• What you are asked to do:
All lines in the records below that hold "PartitionKeyRange" are to be shown.

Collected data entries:

::::::

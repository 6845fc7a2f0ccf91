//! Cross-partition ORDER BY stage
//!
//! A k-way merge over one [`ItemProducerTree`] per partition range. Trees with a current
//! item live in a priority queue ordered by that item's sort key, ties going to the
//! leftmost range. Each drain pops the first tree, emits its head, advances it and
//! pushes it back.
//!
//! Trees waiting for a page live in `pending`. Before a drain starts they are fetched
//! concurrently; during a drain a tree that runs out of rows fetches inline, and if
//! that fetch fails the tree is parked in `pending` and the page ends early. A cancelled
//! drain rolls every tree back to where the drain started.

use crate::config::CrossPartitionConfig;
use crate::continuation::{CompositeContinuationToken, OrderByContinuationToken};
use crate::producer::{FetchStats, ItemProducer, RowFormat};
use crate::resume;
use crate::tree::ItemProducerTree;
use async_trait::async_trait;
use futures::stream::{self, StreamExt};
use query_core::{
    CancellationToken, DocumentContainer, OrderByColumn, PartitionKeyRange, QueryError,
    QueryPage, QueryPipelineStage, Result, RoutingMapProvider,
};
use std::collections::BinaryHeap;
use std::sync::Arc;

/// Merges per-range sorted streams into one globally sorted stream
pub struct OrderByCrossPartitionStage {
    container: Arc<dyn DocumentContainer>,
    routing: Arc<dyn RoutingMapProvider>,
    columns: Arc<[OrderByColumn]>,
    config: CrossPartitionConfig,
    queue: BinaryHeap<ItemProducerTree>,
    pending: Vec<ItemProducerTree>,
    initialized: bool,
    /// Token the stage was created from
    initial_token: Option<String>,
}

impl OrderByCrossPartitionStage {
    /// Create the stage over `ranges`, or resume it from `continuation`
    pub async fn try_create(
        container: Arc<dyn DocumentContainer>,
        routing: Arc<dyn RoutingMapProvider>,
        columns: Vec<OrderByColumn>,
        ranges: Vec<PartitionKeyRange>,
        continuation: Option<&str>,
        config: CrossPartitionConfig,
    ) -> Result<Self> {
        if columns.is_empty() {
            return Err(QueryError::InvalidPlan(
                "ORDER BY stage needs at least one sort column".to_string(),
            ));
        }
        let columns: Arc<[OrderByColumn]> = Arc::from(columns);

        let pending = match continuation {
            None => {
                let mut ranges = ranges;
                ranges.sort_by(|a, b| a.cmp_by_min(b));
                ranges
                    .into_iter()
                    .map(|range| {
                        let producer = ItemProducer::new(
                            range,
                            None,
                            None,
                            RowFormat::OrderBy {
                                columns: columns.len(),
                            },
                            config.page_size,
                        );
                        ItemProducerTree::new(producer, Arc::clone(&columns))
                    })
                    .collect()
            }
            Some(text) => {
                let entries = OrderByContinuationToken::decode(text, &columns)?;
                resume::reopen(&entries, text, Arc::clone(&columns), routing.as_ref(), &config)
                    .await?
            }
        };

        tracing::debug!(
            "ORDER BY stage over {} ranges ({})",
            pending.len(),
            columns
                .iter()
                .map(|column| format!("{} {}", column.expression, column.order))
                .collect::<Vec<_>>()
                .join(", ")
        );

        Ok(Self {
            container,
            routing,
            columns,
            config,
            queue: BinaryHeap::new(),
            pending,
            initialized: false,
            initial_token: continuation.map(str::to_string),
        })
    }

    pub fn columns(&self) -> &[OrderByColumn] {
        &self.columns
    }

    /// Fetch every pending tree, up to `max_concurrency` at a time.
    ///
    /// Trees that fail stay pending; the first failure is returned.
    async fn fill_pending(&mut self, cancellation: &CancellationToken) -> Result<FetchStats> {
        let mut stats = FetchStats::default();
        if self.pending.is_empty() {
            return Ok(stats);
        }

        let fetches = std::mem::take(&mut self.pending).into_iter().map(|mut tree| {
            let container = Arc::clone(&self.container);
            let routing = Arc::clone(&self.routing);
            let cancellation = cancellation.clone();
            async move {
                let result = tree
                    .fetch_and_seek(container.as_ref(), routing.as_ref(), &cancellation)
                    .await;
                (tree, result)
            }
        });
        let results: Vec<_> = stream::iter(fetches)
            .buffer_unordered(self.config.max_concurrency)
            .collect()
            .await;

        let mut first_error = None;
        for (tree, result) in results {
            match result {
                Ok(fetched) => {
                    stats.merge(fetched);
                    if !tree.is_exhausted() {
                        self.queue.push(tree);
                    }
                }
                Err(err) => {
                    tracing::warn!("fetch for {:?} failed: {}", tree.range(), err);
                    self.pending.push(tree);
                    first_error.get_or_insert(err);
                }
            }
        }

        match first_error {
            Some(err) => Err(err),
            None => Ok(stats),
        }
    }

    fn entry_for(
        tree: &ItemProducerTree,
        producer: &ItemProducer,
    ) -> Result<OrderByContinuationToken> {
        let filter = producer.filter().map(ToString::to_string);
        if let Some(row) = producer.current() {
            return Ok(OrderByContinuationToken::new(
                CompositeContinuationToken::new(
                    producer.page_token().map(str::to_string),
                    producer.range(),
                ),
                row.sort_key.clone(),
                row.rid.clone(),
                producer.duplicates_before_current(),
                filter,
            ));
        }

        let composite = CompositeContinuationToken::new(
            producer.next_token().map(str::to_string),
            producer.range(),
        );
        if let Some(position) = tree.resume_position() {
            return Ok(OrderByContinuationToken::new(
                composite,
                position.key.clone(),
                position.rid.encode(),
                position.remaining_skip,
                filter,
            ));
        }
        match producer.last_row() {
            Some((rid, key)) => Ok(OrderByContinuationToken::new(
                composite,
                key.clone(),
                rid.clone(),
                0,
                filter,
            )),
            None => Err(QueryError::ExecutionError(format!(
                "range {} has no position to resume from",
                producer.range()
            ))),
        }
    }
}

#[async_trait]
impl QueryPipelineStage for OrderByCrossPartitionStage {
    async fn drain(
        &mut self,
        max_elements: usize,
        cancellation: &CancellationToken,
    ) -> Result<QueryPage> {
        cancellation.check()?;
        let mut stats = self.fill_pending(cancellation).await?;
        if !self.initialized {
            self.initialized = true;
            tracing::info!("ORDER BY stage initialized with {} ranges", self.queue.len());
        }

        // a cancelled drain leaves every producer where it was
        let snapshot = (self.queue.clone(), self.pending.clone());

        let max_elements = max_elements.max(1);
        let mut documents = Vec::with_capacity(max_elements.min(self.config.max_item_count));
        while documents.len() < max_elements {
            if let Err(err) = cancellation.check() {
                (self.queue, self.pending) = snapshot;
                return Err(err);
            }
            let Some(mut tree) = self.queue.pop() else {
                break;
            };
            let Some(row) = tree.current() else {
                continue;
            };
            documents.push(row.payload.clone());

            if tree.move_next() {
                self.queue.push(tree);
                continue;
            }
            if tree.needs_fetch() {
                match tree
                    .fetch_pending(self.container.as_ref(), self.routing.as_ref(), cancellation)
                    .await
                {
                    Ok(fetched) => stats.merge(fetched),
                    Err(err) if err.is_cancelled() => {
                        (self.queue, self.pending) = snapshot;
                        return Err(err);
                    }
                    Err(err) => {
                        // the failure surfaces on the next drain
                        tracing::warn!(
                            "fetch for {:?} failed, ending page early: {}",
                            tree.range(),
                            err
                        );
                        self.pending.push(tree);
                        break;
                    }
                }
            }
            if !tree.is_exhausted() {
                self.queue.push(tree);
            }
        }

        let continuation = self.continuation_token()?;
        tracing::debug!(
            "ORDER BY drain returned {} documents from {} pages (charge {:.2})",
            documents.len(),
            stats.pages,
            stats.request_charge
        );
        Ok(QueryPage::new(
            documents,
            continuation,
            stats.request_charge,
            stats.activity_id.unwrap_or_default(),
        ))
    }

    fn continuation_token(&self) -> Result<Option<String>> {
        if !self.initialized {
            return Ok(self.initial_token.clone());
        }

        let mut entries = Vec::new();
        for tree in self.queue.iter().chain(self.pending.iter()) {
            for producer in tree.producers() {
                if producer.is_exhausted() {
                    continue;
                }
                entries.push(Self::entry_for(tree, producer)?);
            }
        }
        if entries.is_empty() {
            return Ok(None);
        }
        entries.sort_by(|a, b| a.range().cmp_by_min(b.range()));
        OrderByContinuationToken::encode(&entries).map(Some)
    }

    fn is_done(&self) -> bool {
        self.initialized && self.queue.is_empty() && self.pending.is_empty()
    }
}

::::::

• Exercise result:
    CancellationToken, DocumentContainer, OrderByColumn, PartitionKeyRange, QueryError,
        ranges: Vec<PartitionKeyRange>,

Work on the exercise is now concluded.